_Requirement_
Beginning with the line below that contains "let agent_loop = harness.agent_loop.clone();" and ending with the line that contains "if let Some(task)", copy every line exactly. Copy nothing else.

#### Given records ####

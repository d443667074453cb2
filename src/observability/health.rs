use std::collections::HashMap;
use std::sync::RwLock;

use serde_json::{json, Value};

/// Named health checks aggregated into an overall status:
/// "ok" when every check reports ok, else "degraded".
pub struct HealthChecker {
    checks: RwLock<HashMap<String, String>>,
}

impl HealthChecker {
    pub fn new() -> Self {
        Self {
            checks: RwLock::new(HashMap::new()),
        }
    }

    pub fn set(&self, name: &str, status: &str) {
        self.checks
            .write()
            .expect("health lock poisoned")
            .insert(name.to_string(), status.to_string());
    }

    pub fn report(&self) -> Value {
        let checks = self.checks.read().expect("health lock poisoned").clone();
        let status = if checks.values().all(|v| v == "ok") {
            "ok"
        } else {
            "degraded"
        };
        json!({ "status": status, "checks": checks })
    }
}

impl Default for HealthChecker {
    fn default() -> Self {
        Self::new()
    }
}

#[cfg(test)]
mod tests {
    use super::*;

    #[test]
    fn empty_checker_is_ok() {
        let h = HealthChecker::new();
        assert_eq!(h.report()["status"], "ok");
    }

    #[test]
    fn any_failing_check_degrades() {
        let h = HealthChecker::new();
        h.set("bus", "ok");
        h.set("provider", "error: no key");
        let report = h.report();
        assert_eq!(report["status"], "degraded");
        assert_eq!(report["checks"]["bus"], "ok");
    }

    #[test]
    fn set_overwrites() {
        let h = HealthChecker::new();
        h.set("bus", "error");
        h.set("bus", "ok");
        assert_eq!(h.report()["status"], "ok");
    }
}
use std::sync::Arc;

use async_trait::async_trait;
use tokio_util::sync::CancellationToken;
use tracing::{debug, error, info};

use crate::agent::{AgentLoop, LoopOptions};
use crate::bus::{Event, EventBus, EventHandler, MessageBus};
use crate::config::AppConfig;
use crate::gateway::{self, GatewayState};
use crate::observability::{HealthChecker, Metrics};

/// Observability tap on task lifecycle events; runs on the async
/// dispatcher so it can never slow down the loop.
struct TaskEventLogger;

#[async_trait]
impl EventHandler for TaskEventLogger {
    async fn handle(&self, event: Event) -> anyhow::Result<()> {
        debug!(
            event_type = %event.event_type,
            task_id = event.payload["task_id"].as_str().unwrap_or(""),
            agent_id = event.payload["agent_id"].as_str().unwrap_or(""),
            "Task event"
        );
        Ok(())
    }
}

/// Wire up the runtime and block until shutdown.
pub async fn run(config: AppConfig, safe_mode: bool) -> anyhow::Result<()> {
    let shutdown = CancellationToken::new();

    // 1. Message fabric
    let bus = Arc::new(MessageBus::new(100));
    let event_bus = Arc::new(EventBus::new(100));
    event_bus
        .subscribe_async("task.started", Arc::new(TaskEventLogger))
        .await;
    {
        let event_bus = event_bus.clone();
        let cancel = shutdown.clone();
        tokio::spawn(async move { event_bus.run_async_dispatcher(cancel).await });
    }

    // 2. Observability
    let metrics = Arc::new(Metrics::new());
    let health = Arc::new(HealthChecker::new());
    health.set("bus", "ok");

    // 3. Agent loop
    let agent_loop = Arc::new(AgentLoop::new(
        config.clone(),
        bus.clone(),
        event_bus.clone(),
        metrics.clone(),
        LoopOptions { safe_mode },
    )?);
    health.set(
        "provider",
        if agent_loop.has_provider() || safe_mode {
            "ok"
        } else {
            "none configured"
        },
    );
    {
        let agent_loop = agent_loop.clone();
        let cancel = shutdown.clone();
        tokio::spawn(async move { agent_loop.run(cancel).await });
    }

    // 4. Outbound drain: the cli channel prints locally; other channels
    // are handled by their adapters (out of scope here) and logged.
    {
        let bus = bus.clone();
        let cancel = shutdown.clone();
        tokio::spawn(async move {
            loop {
                let Some(out) = bus.consume_outbound(&cancel).await else {
                    break;
                };
                if out.channel == "cli" {
                    println!("{}", out.content);
                } else {
                    info!(channel = %out.channel, chat_id = %out.chat_id, "Outbound message: {}", out.content);
                }
            }
        });
    }

    // 5. Gateway HTTP service
    let gateway_state = Arc::new(GatewayState {
        bus: bus.clone(),
        agent_loop: agent_loop.clone(),
        metrics,
        health,
        inbound_secret: config.gateway.inbound_secret.clone(),
    });
    let bind = config.gateway.bind.clone();
    {
        let cancel = shutdown.clone();
        tokio::spawn(async move {
            if let Err(e) = gateway::serve(gateway_state, &bind, cancel).await {
                error!("Gateway error: {}", e);
            }
        });
    }

    info!(
        mode = %config.deployment.mode,
        safe_mode,
        "sypherd running; press Ctrl-C to stop"
    );

    tokio::signal::ctrl_c().await?;
    info!("Shutting down");
    shutdown.cancel();
    bus.close();
    Ok(())
}
// --- Intent fast paths ---------------------------------------------------

#[tokio::test]
async fn config_intent_short_circuits() {
    let harness = build_harness(|_| {}, false);
    let reply = harness
        .agent_loop
        .process_message(cli_message("/config get agents"))
        .await
        .unwrap();
    assert!(reply.contains("config get <path>"));
    // No task was created for the fast path.
    assert_eq!(harness.metrics.snapshot()["task_completed"], 0);
}

#[tokio::test]
async fn alert_intent_short_circuits() {
    let harness = build_harness(|_| {}, false);
    let reply = harness
        .agent_loop
        .process_message(cli_message("urgent: disk full"))
        .await
        .unwrap();
    assert!(reply.contains("Alert received"));
}

#[tokio::test]
async fn command_intent_falls_through_to_loop() {
    // `!ls` is classified as a command, but the fast path deliberately
    // routes it through the full agent loop.
    let harness = build_harness(|_| {}, false);
    let reply = harness
        .agent_loop
        .process_message(cli_message("!ls"))
        .await
        .unwrap();
    assert!(reply.contains("no LLM provider configured"));
}

// --- Cancellation --------------------------------------------------------

#[tokio::test]
async fn pre_cancelled_task_reports_cancelled() {
    let mut harness = build_harness(|cfg| cfg.idempotency.enabled = false, false);

    // A provider that waits forever; cancellation must win.
    struct HangingProvider;
    #[async_trait]
    impl LlmProvider for HangingProvider {
        async fn chat(
            &self,
            _messages: &[ChatMessage],
            _tools: &[Value],
            _model: &str,
            options: &ChatOptions,
        ) -> anyhow::Result<LlmResponse> {
            options.cancel.cancelled().await;
            anyhow::bail!("cancelled")
        }
        fn default_model(&self) -> &str {
            "hang"
        }
    }
    install_provider(
        &mut harness,
        vec![ProviderEntry {
            name: "hanging".into(),
            provider: Arc::new(HangingProvider),
        }],
    );

    let agent_loop = harness.agent_loop.clone();
    let task_mgr = agent_loop.task_manager().clone();
    let processing = tokio::spawn({
        let agent_loop = agent_loop.clone();
        async move { agent_loop.process_message(cli_message("long job")).await }
    });

    // Wait for the task to appear, then cancel it.
    let mut cancelled = false;
    for _ in 0..200 {
        let active = task_mgr.list_active();
        if let Some(task) = active.first() {
            assert!(agent_loop.cancel_task(&task.id));
            cancelled = true;
            break;
        }
        tokio::time::sleep(Duration::from_millis(5)).await;
    }
    assert!(cancelled, "task never appeared");

    let reply = processing.await.unwrap().unwrap();
    assert_eq!(reply, "Task cancelled");
}

#[tokio::test]
async fn task_timeout_reports_fixed_reply() {
    let mut harness = build_harness(
        |cfg| {
            cfg.task.timeout_sec = 1;
            cfg.idempotency.enabled = false;
        },
        false,
    );

    struct SlowProvider;
    #[async_trait]
    impl LlmProvider for SlowProvider {
        async fn chat(
            &self,
            _messages: &[ChatMessage],
            _tools: &[Value],
            _model: &str,
            _options: &ChatOptions,
        ) -> anyhow::Result<LlmResponse> {
            tokio::time::sleep(Duration::from_secs(3600)).await;
            Ok(LlmResponse::default())
        }
        fn default_model(&self) -> &str {
            "slow"
        }
    }
    install_provider(
        &mut harness,
        vec![ProviderEntry {
            name: "slow".into(),
            provider: Arc::new(SlowProvider),
        }],
    );

    let start = std::time::Instant::now();
    let reply = harness
        .agent_loop
        .process_message(cli_message("never finishes"))
        .await
        .unwrap();
    assert_eq!(reply, "Task timed out");
    assert!(start.elapsed() < Duration::from_secs(30));
}

// --- Replay records -------------------------------------------------------

#[tokio::test]
async fn terminal_task_writes_replay_record() {
    let replay_dir = tempfile::tempdir().unwrap();
    let harness = build_harness(
        |cfg| {
            cfg.replay.enabled = true;
            cfg.replay.dir = replay_dir.path().to_string_lossy().into_owned();
        },
        false,
    );

    harness
        .agent_loop
        .process_message(cli_message("record me"))
        .await
        .unwrap();

    let entries: Vec<_> = std::fs::read_dir(replay_dir.path()).unwrap().collect();
    assert_eq!(entries.len(), 1);
    let content = std::fs::read_to_string(entries[0].as_ref().unwrap().path()).unwrap();
    let record: Value = serde_json::from_str(&content).unwrap();
    assert_eq!(record["status"], "completed");
    assert_eq!(record["input"]["content"], "record me");
}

####

_Worked solution_
    let agent_loop = harness.agent_loop.clone();
    let task_mgr = agent_loop.task_manager().clone();
    let processing = tokio::spawn({
        let agent_loop = agent_loop.clone();
        async move { agent_loop.process_message(cli_message("long job")).await }
    });

    // Wait for the task to appear, then cancel it.
    let mut cancelled = false;
    for _ in 0..200 {
        let active = task_mgr.list_active();
        if let Some(task) = active.first() {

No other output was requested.